Licensing disputes delaying adoption of technologies? Holbrook, speaking at a Web services hosted by Santa Clara, California-based managed service provider Conxion Corp, could be right.

The World Wide Web Consortium (W3C) believes that privacy technology Platform for Privacy Preferences (P3P), which it was developing as a standard in 1999, hit unnecessary delay when Intermind Corp claimed ownership of a patent it said was essential to P3P implementations. A subsequent W3C investigation found P3P technology did not infringe on a patent held by Intermind, eventually paving the way to ratification as a standard and implementation.

Web services have only served to raise the industry's anxiety level over the normally dusty subjects of patents, intellectual property and royalties. Some companies, like Santa Clara, California-based Sun Microsystems Inc, believe vendors may allow patented technologies to be used in Web services standards and subsequently charge users royalties.

Sun is suspicious of technologies licensed under Reasonable and Non-Discriminatory (RAND) - a term that essentially leaves an open door for a company to charge royalties. Sun, instead, prefers royalty free licensing.

Sun's worst fears appeared to be coming true yesterday, after it emerged Fairfax, Virginia-based webMethods Inc and Epicentric Inc had notified the W3C they may have patents that cover technologies being used in Simple Object Access Protocol (SOAP) 1.2.

A spokesperson for San Francisco, California-based Epicentric told ComputerWire that its statement to the W3C is out-of-date being two-years old and blamed an oversight by its W3C representatives for failing to update the statement. "Epicentric is amending our statement via W3C to be royalty free," she said. WebMethods was unavailable for comment.

Sun has failed to name any vendors or identify particular technologies that cause it so much concern, but one company is clearly at the top of its worry list: Java web services rival IBM. The computing and services giant is a patents powerhouse, consecutively recording the most patents during the last eight years according to the US Patent and Trademark Office and beating the likes of NEC Corp. IBM recorded 3,311 patents in 2001 compared to NEC's measly 1,953.

Microsoft is another worry. Along with IBM, Microsoft was instrumental in developing SOAP, although it should be noted that - according to a statement made by Microsoft and lodged with the W3C - technologies granted by the Redmond, Washington-based company for use in SOAP 1.2 are given royalty free.

Any vendor who does decide to flex their licensing muscle is likely to slow down standards work. At the W3C a Patents Advisory Group would likely take over, conducting an investigation, calling for evidence and community feedback, and seek resolution.

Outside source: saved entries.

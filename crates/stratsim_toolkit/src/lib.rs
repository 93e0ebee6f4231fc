//! # stratsim_toolkit: Configuration, Telemetry and Option Evaluation
//!
//! ## Layer 3 Role
//!
//! Wires the analysis crates into an embeddable toolkit:
//! - Configuration from TOML files and `STRATSIM_*` environment variables
//!   (`config`)
//! - Tracing subscriber installation (`telemetry`)
//! - Parallel evaluation of decision options into serialisable reports
//!   (`evaluator`)
//! - Expected-value decision trees and weighted criteria scoring
//!   (`frameworks`)
//!
//! ## Usage Example
//!
//! ```rust
//! use stratsim_toolkit::config::ToolkitConfig;
//! use stratsim_toolkit::evaluator::{rank_by_npv, DecisionOption, OptionEvaluator};
//!
//! let config = ToolkitConfig { random_seed: Some(1), ..Default::default() };
//! let evaluator = OptionEvaluator::new(config).unwrap();
//!
//! let options = vec![
//!     DecisionOption::new("build", vec![-500_000.0, 150_000.0, 200_000.0, 250_000.0]),
//!     DecisionOption::new("buy", vec![-300_000.0, 120_000.0, 120_000.0, 120_000.0]),
//! ];
//! let results = evaluator.evaluate_all(&options);
//! let ranked = rank_by_npv(&results);
//!
//! assert_eq!(ranked.len(), 2);
//! assert!(ranked[0].npv() >= ranked[1].npv());
//! ```

#![deny(missing_docs)]

pub mod config;
mod error;
pub mod evaluator;
pub mod frameworks;
pub mod telemetry;

pub use config::{build_config, ConfigError, LogLevel, ToolkitConfig};
pub use error::ToolkitError;
pub use evaluator::{rank_by_npv, DecisionOption, OptionEvaluator, OptionReport};
pub use frameworks::{
    expected_value_tree, weighted_option_scores, DecisionTree, ScoredOption, StrategicEvaluation,
    TreeOption,
};
pub use telemetry::init_tracing;

// Re-export analysis crates for integration
pub use stratsim_core;
pub use stratsim_risk;

/// Toolkit version
pub const VERSION: &str = env!("CARGO_PKG_VERSION");
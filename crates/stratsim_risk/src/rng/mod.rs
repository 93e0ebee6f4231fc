//! Random number generation for scenario sampling.
//!
//! [`ScenarioRng`] wraps a seeded `StdRng` so that every stochastic
//! operation in this crate can be replayed from a single `u64` seed.

mod prng;

pub use prng::ScenarioRng;
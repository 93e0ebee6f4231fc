//! Descriptive statistics over sample slices.
//!
//! All functions treat the slice as a complete population (dividing by `n`,
//! not `n - 1`) and return `None` for an empty slice rather than `NaN`.

/// Arithmetic mean.
///
/// # Examples
///
/// ```
/// use stratsim_core::math::stats::mean;
///
/// assert_eq!(mean(&[1.0, 2.0, 3.0]), Some(2.0));
/// assert_eq!(mean(&[]), None);
/// ```
pub fn mean(values: &[f64]) -> Option<f64> {
    if values.is_empty() {
        return None;
    }
    Some(values.iter().sum::<f64>() / values.len() as f64)
}

/// Population standard deviation.
pub fn std_dev(values: &[f64]) -> Option<f64> {
    let m = mean(values)?;
    let variance = values.iter().map(|v| (v - m).powi(2)).sum::<f64>() / values.len() as f64;
    Some(variance.sqrt())
}

/// Percentile with linear interpolation between closest ranks.
///
/// `q` is expressed in percent, `0.0..=100.0`, and is clamped into that
/// range. Matches the default ("linear") method of common numerical
/// libraries: the rank is `q / 100 * (n - 1)`.
///
/// # Examples
///
/// ```
/// use stratsim_core::math::stats::percentile;
///
/// let data = [1.0, 2.0, 3.0, 4.0, 5.0];
/// assert_eq!(percentile(&data, 50.0), Some(3.0));
/// assert_eq!(percentile(&data, 25.0), Some(2.0));
/// assert!((percentile(&data, 10.0).unwrap() - 1.4).abs() < 1e-12);
/// ```
pub fn percentile(values: &[f64], q: f64) -> Option<f64> {
    if values.is_empty() {
        return None;
    }
    let mut sorted = values.to_vec();
    sorted.sort_by(|a, b| a.total_cmp(b));
    Some(percentile_sorted(&sorted, q))
}

/// Percentile of an already ascending-sorted, non-empty slice.
///
/// Avoids re-sorting when several percentiles of the same sample are needed.
///
/// # Panics
///
/// Panics if `sorted` is empty.
pub fn percentile_sorted(sorted: &[f64], q: f64) -> f64 {
    let q = q.clamp(0.0, 100.0);
    let rank = q / 100.0 * (sorted.len() - 1) as f64;
    let lower = rank.floor() as usize;
    let upper = rank.ceil() as usize;
    if lower == upper {
        return sorted[lower];
    }
    let weight = rank - lower as f64;
    sorted[lower] + (sorted[upper] - sorted[lower]) * weight
}

/// Sample skewness (third standardised moment).
///
/// Returns `Some(0.0)` for a constant sample.
pub fn skewness(values: &[f64]) -> Option<f64> {
    standardised_moment(values, 3)
}

/// Excess kurtosis (fourth standardised moment minus 3).
///
/// Returns `Some(-3.0)` for a constant sample, mirroring the moment being 0.
pub fn excess_kurtosis(values: &[f64]) -> Option<f64> {
    standardised_moment(values, 4).map(|k| k - 3.0)
}

fn standardised_moment(values: &[f64], order: i32) -> Option<f64> {
    let m = mean(values)?;
    let sd = std_dev(values)?;
    if sd == 0.0 {
        return Some(0.0);
    }
    let n = values.len() as f64;
    Some(values.iter().map(|v| ((v - m) / sd).powi(order)).sum::<f64>() / n)
}

/// Maximum drawdown of a cumulative series built from `increments`.
///
/// The cumulative total is tracked alongside its running peak; drawdown at
/// each point is `(cumulative - peak) / peak`, measured only while the peak
/// is positive. The result is the most negative drawdown, or `0.0` when the
/// series never has a positive peak or never declines.
///
/// # Examples
///
/// ```
/// use stratsim_core::math::stats::max_drawdown;
///
/// // cumulative: 100, 150, 75, 120 -> trough 75 against peak 150
/// assert_eq!(max_drawdown(&[100.0, 50.0, -75.0, 45.0]), -0.5);
/// ```
pub fn max_drawdown(increments: &[f64]) -> f64 {
    let mut cumulative = 0.0;
    let mut peak = f64::NEG_INFINITY;
    let mut worst: f64 = 0.0;
    for value in increments {
        cumulative += value;
        peak = peak.max(cumulative);
        if peak > 0.0 {
            worst = worst.min((cumulative - peak) / peak);
        }
    }
    worst
}
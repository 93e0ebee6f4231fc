//! # stratsim_risk: Scenario Simulation and Risk Analysis
//!
//! ## Layer 2 Role
//!
//! Builds on `stratsim_core` to quantify uncertainty around a decision:
//! - Seeded random number generation (`rng`)
//! - Monte Carlo scenario draws around a base value (`scenarios::generate`)
//! - Distribution-driven Monte Carlo simulation of an objective (`monte_carlo`)
//! - What-if, tornado sensitivity and black-swan scenarios (`scenarios`)
//! - Historical risk metrics (`metrics`)
//! - Comprehensive assessment combining all of the above (`assessment`)
//!
//! Every stochastic entry point accepts a seed; identical seeds reproduce
//! identical results.
//!
//! ## Usage Examples
//!
//! ```rust
//! use stratsim_risk::scenarios::generate_scenarios_seeded;
//!
//! let draws = generate_scenarios_seeded(100_000.0, 0.2, 1000, 42).unwrap();
//! let mean = draws.iter().sum::<f64>() / draws.len() as f64;
//!
//! assert_eq!(draws.len(), 1000);
//! assert!(draws.iter().all(|x| *x >= 0.0));
//! assert!((90_000.0..=110_000.0).contains(&mean));
//! ```
//!
//! ## Feature Flags
//!
//! - `serde`: Enable serialisation for configuration and result structures

#![deny(missing_docs)]
#![deny(rustdoc::broken_intra_doc_links)]
#![deny(rustdoc::private_intra_doc_links)]

pub mod assessment;
pub mod distribution;
pub mod metrics;
pub mod monte_carlo;
pub mod rng;
pub mod scenarios;

pub use assessment::{assess_risk, RiskAssessment, RiskAssessmentRequest};
pub use distribution::{ProbabilityDistribution, RiskVariable};
pub use monte_carlo::{run_simulation, MonteCarloConfig, MonteCarloResult};
pub use rng::ScenarioRng;
pub use scenarios::{generate_scenarios, generate_scenarios_seeded};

The Web Services Interoperability (WS-I) Organization, meanwhile, is unsure how it will proceed. WS-I sits above organizations like the W3C by working with pre-defined standards. The W3C insists members report ownership of relevant intellectual property (IP).

WS-I president and chairman Tom Glover said: "We will have to begin working with them and determine how to go forward." The situation is made difficult, Glover adds, because you simply don't know what IP issues exist until you are made aware of them by a vendor or individual. Glover called this a "nebulous" environment.

Against this foggy backdrop, IBM is playing the bilateral card in a way that echoes the way some governments sought nuclear disarmament during the 1980s. IBM will disarm its own IP rights if a vendor with similar rights on their separate technology also disarms their own IP rights. "We will put a patent out free of charge, but if you have patents around specifications, we expect you to reciprocate," Holbrook said.

Question is, under what circumstances will IBM fire it royalty warhead? Holbrook didn't say. It's an attitude to disarmament that may have got us through the nuclear nightmare of the 1980s, but remains to be seen whether it serves Web services.